Is there a name for this type of plot? (function on complex plane vs time shown in 3D) I'm just looking for a name for this type of plot, which is time vs real part vs imaginary part shown as a space curve.
Complex exponential:

Used to explain chirplets:

Complex Morlet wavelet shown this way:

instead of being shown as two plots:


the original 1998 source of which just calls them "complex analytical vibration signatures".
 A: A possible name  is the Heyser corkscrew or the generalized Heyser spiral, at least for cisoids. It appears for instance in The Analytic Impulse, Andrew Duncan,  JAES Volume 36 Issue 5 pp. 315-327; May 1988. 

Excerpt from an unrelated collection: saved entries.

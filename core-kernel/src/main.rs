mod auth;
mod config;
mod database;
mod event_handlers;
mod handlers;
mod kernel;
mod plugin_router;

use anyhow::Result;
use axum::{
    http::{HeaderName, HeaderValue, Method},
};
use std::sync::Arc;
use tower::ServiceBuilder;
use tower_http::{
    cors::CorsLayer,
    trace::TraceLayer,
};
use tracing_subscriber::{layer::SubscriberExt, util::SubscriberInitExt};

use crate::{
    config::Config,
    database::Database,
    kernel::JudiciaKernel,
};

#[derive(Clone)]
pub struct KernelState {
    pub kernel: Arc<JudiciaKernel>,
    pub db: Database,
    pub config: Arc<Config>,
}

#[tokio::main]
async fn main() -> Result<()> {
    tracing_subscriber::registry()
        .with(
            tracing_subscriber::EnvFilter::try_from_default_env()
                .unwrap_or_else(|_| "judicia_kernel=debug,tower_http=debug".into()),
        )
        .with(tracing_subscriber::fmt::layer())
        .init();

    println!("🚀 Starting Judicia Core Kernel...");

    let config = Arc::new(Config::from_env()?);
    
    // Check if we're in test mode (skip database)
    let test_mode = std::env::var("TEST_MODE").unwrap_or_else(|_| "false".to_string()) == "true";

    let (kernel, db_instance) = if test_mode {
        println!("⚠️  Running in TEST MODE - database disabled");
        // Create kernel without database for testing plugin loading only
        let kernel = Arc::new(JudiciaKernel::new_test_mode(config.clone()).await?);
        // Create a mock database for test mode
        let mock_db = Database::new("postgresql://localhost/test").await.unwrap_or_else(|_| {
            // If that fails, create a minimal mock database - this should probably be a mock implementation
            panic!("Cannot create test database in test mode")
         });
        (kernel, mock_db)
    } else {
        println!("🔗 Connecting to database...");
        let db = Database::new(&config.database_url).await?;
        println!("✅ Database connection established");

        // Run migrations
        db.migrate().await?;
        println!("✅ Database connected and migrations applied");
        
        // Initialize the Judicia Kernel
        let kernel = Arc::new(JudiciaKernel::new(config.clone(), db.clone()).await?);
        (kernel, db)
    };
    
    // Load plugins
    kernel.load_plugins().await?;
    
    // Start event handlers
    kernel.start_event_handlers().await?;
    
    let kernel_state = KernelState { 
        kernel, 
        db: db_instance,
        config: config.clone(),
    };

    println!("🔧 Setting up CORS...");
    let cors = CorsLayer::new()
        .allow_origin("http://localhost:5173".parse::<HeaderValue>()?)
        .allow_methods([Method::GET, Method::POST, Method::PUT, Method::DELETE, Method::PATCH])
        .allow_headers([
            "content-type".parse::<HeaderName>()?,
            "authorization".parse::<HeaderName>()?,
            "x-requested-with".parse::<HeaderName>()?,
        ])
        .allow_credentials(true);

    println!("🌐 Setting up plugin-aware routes...");
    let app = plugin_router::create_plugin_router()
        .layer(
            ServiceBuilder::new()
                .layer(TraceLayer::new_for_http())
                .layer(cors),
        )
        .with_state(kernel_state);

    println!("🎯 Binding to server address: {}", config.server_address);
    let listener = tokio::net::TcpListener::bind(&config.server_address).await?;
    
    tracing::info!("🎉 Judicia Core Kernel running on {}", config.server_address);
    println!("🎉 Judicia Core Kernel started successfully!");
    println!("   📋 Available endpoints:");
    println!("   - GET  /api/health       - Kernel health check");
    println!("   - GET  /api/plugins      - List loaded plugins");
    println!("   - *    /*                - Plugin request routing");
    
    axum::serve(listener, app).await?;
    
    Ok(())
}//! Worker manager (C6): spawns one `judger-worker` OS process per language,
//! watches liveness, and restarts anything that dies on its own. Does not
//! restart a child this process deliberately stopped during shutdown.

use anyhow::{Context, Result};
use shared::Language;
use std::collections::HashMap;
use std::time::Duration;
use tokio::process::{Child, Command};

const LIVENESS_POLL: Duration = Duration::from_secs(5);

pub struct WorkerManager {
    languages: Vec<Language>,
    worker_binary: std::path::PathBuf,
    children: HashMap<Language, Child>,
    shutting_down: bool,
}

impl WorkerManager {
    pub fn new(languages: Vec<Language>, worker_binary: std::path::PathBuf) -> Self {
        WorkerManager { languages, worker_binary, children: HashMap::new(), shutting_down: false }
    }

    fn spawn_one(&self, language: Language) -> Result<Child> {
        Command::new(&self.worker_binary)
            .env("WORKER_LANGUAGE", language.as_str())
            .kill_on_drop(true)
            .spawn()
            .with_context(|| format!("spawning judger-worker for {language}"))
    }

    /// Spawns one child per configured language, then supervises them until
    /// `shutdown` fires. Each dead-but-not-stopped child is replaced in
    /// place; a graceful shutdown signals every child and waits for them to
    /// exit rather than killing them outright.
    pub async fn run(&mut self, mut shutdown: tokio::sync::watch::Receiver<bool>) -> Result<()> {
        for &language in &self.languages.clone() {
            let child = self.spawn_one(language)?;
            tracing::info!(%language, pid = child.id(), "spawned worker");
            self.children.insert(language, child);
        }

        loop {
            if *shutdown.borrow() {
                break;
            }
            tokio::select! {
                biased;
                changed = shutdown.changed() => {
                    if changed.is_err() || *shutdown.borrow() {
                        break;
                    }
                }
                _ = tokio::time::sleep(LIVENESS_POLL) => {
                    self.reap_and_restart_dead_children().await;
                }
            }
        }

        self.shutdown().await;
        Ok(())
    }

    async fn reap_and_restart_dead_children(&mut self) {
        let dead: Vec<Language> = self
            .languages
            .iter()
            .copied()
            .filter(|language| {
                self.children
                    .get_mut(language)
                    .map(|child| matches!(child.try_wait(), Ok(Some(_))))
                    .unwrap_or(true)
            })
            .collect();

        for language in dead {
            tracing::warn!(%language, "worker process died, restarting");
            match self.spawn_one(language) {
                Ok(child) => {
                    self.children.insert(language, child);
                }
                Err(err) => tracing::error!(%language, %err, "failed to respawn worker"),
            }
        }
    }

    async fn shutdown(&mut self) {
        self.shutting_down = true;
        tracing::info!("worker manager shutting down, signalling children");
        for (language, child) in self.children.iter_mut() {
            let _ = language;
            #[cfg(unix)]
            if let Some(pid) = child.id() {
                unsafe {
                    libc::kill(pid as libc::pid_t, libc::SIGTERM);
                }
            }
        }

        for (language, child) in self.children.iter_mut() {
            let grace = tokio::time::timeout(Duration::from_secs(10), child.wait()).await;
            if grace.is_err() {
                tracing::warn!(%language, "worker did not exit within grace period, killing");
                let _ = child.kill().await;
            }
        }
    }
}

#[cfg(test)]
mod tests {
    use super::*;

    #[test]
    fn manager_tracks_exactly_the_configured_languages() {
        let manager = WorkerManager::new(vec![Language::Python, Language::Cpp], "/bin/true".into());
        assert_eq!(manager.languages.len(), 2);
        assert!(manager.children.is_empty());
    }
}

A complex analytic function is to its real part as a solid object is
  to its shadow. the analytic impulse $\Delta(t)$ is a complex
  "function" whose real part is the familiar Dirac symbol $\delta(t)$.
  This impulse finds application in energy-time calculations. The nature
  of this impulse and its application to finding energy-time curves are
  examined in the continuous, $z$-transform, and DFT domains. A simple
  window is also discussed which leads to a smoother impulse
  $\tilde{\Delta}(t)$

It seems fairly general:

In a Heyser corkscrew this magnitude appears as the radial distance of
  the central figure to the time

with a display of the Heyser corkscrew plot of asinc(t)

However, as asked in the SE.DSP question 3D wiggle plot for an analytic signal: Heyser corkscrew/spiral, I did not find a lot of authoritative traces so far.